In that light, it is significant that the English edition of the book lists the author as “Benedict XVI,” with no mention of his emeritus papal status on the cover.

The authors clearly anticipated the potential interpretation of their book as criticism of the current pope, and stressed in their joint introduction that they were penning it “in a spirit of filial obedience, to Pope Francis.” But they also said that the current “crisis” in the church required them to not remain silent.

Francis has said he would write a document based on the outcome of the October 2019 synod of bishops on the Amazon. A majority of bishops at the meeting called for the ordination of married men to address the priest shortage in the Amazon, where the faithful can go months without having a Mass.

Francis has expressed sympathy with the Amazonian plight. While he has long reaffirmed the gift of a celibate priesthood in the Latin rite church, he has stressed that celibacy is a tradition, not doctrine, and therefore can change, and that there could be pastoral reasons to allow for an exception in a particular place.

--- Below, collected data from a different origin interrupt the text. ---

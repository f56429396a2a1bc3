//! Error types for similarity computations

use crate::core::Estimator;
use thiserror::Error;

#[derive(Error, Debug)]
pub enum SimilarityError {
    #[error("Invalid parameter: {0}")]
    InvalidParameter(String),

    #[error("Input matrix is empty")]
    EmptyInput,

    #[error("Dimension mismatch: expected {expected}, got {actual}")]
    DimensionMismatch { expected: usize, actual: usize },

    #[error("Gram matrix must be square, got {rows}x{cols}")]
    NotSquare { rows: usize, cols: usize },

    #[error("Gram matrix must be symmetric: entry ({row}, {col}) differs from its transpose")]
    NotSymmetric { row: usize, col: usize },

    #[error("Gram matrix entry ({row}, {col}) is not finite")]
    NonFiniteValue { row: usize, col: usize },

    #[error("Unbiased estimator needs at least {required} examples, got {actual}")]
    InsufficientExamples { required: usize, actual: usize },

    #[error("Median squared distance is zero; RBF bandwidth is undefined")]
    DegenerateBandwidth,

    #[error("Debiased self-similarity is negative ({0}); too few examples for the unbiased estimator")]
    NegativeSelfSimilarity(f64),

    #[error("Normalization is zero; similarity is undefined")]
    ZeroNormalization,

    #[error("Cannot combine {left:?} and {right:?} centered Gram matrices")]
    EstimatorMismatch { left: Estimator, right: Estimator },

    #[error("IO error: {0}")]
    IoError(#[from] std::io::Error),

    #[error("Parse error: {0}")]
    ParseError(String),

    #[error("Serialization error: {0}")]
    SerializationError(String),
}

pub type Result<T> = std::result::Result<T, SimilarityError>;
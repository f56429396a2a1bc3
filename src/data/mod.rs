//! Loading feature matrices
//!
//! Computing the representations is left to the caller; this module only
//! reads matrices that were already dumped to disk.

pub mod csv;

pub use self::csv::*;
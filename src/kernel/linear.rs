//! Linear kernel implementation

use crate::core::Result;
use crate::kernel::Kernel;
use crate::utils::validation;
use ndarray::{Array2, ArrayBase, ArrayView2, Data, Ix2};

/// Linear kernel: K = X * X^T
///
/// Each entry is the dot product between two examples. Costs O(n²d) time and
/// O(n²) memory; when only linear CKA is needed, prefer
/// [`feature_space_linear_cka`](crate::cka::feature_space_linear_cka).
#[derive(Debug, Clone, Copy, Default)]
pub struct LinearKernel;

impl LinearKernel {
    /// Create a new linear kernel
    pub fn new() -> Self {
        Self
    }
}

impl Kernel for LinearKernel {
    fn gram(&self, x: ArrayView2<f64>) -> Result<Array2<f64>> {
        linear_kernel(&x)
    }

    fn name(&self) -> &'static str {
        "linear"
    }
}

/// Compute the linear Gram matrix `X * X^T`
pub fn linear_kernel<S>(x: &ArrayBase<S, Ix2>) -> Result<Array2<f64>>
where
    S: Data<Elem = f64>,
{
    validation::ensure_non_empty(&x.view())?;
    Ok(x.dot(&x.t()))
}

Benedict addresses the issue head-on in his chapter in the brief book, which is composed of a joint introduction and conclusion penned by Benedict and Sarah, and then a chapter apiece in between. True to his theological form, Benedict’s chapter is dense with biblical references and he explains in scholarly terms what he says is the “necessary” foundation for the celibate priesthood that dates from the times of the apostles.

“The priesthood of Jesus Christ causes us to enter into a life that consists of becoming one with him and renouncing all that belongs only to us,” he writes. “For priests, this is the foundation of the necessity of celibacy but also of liturgical prayer, meditation on the Word of God and the renunciation of material goods.”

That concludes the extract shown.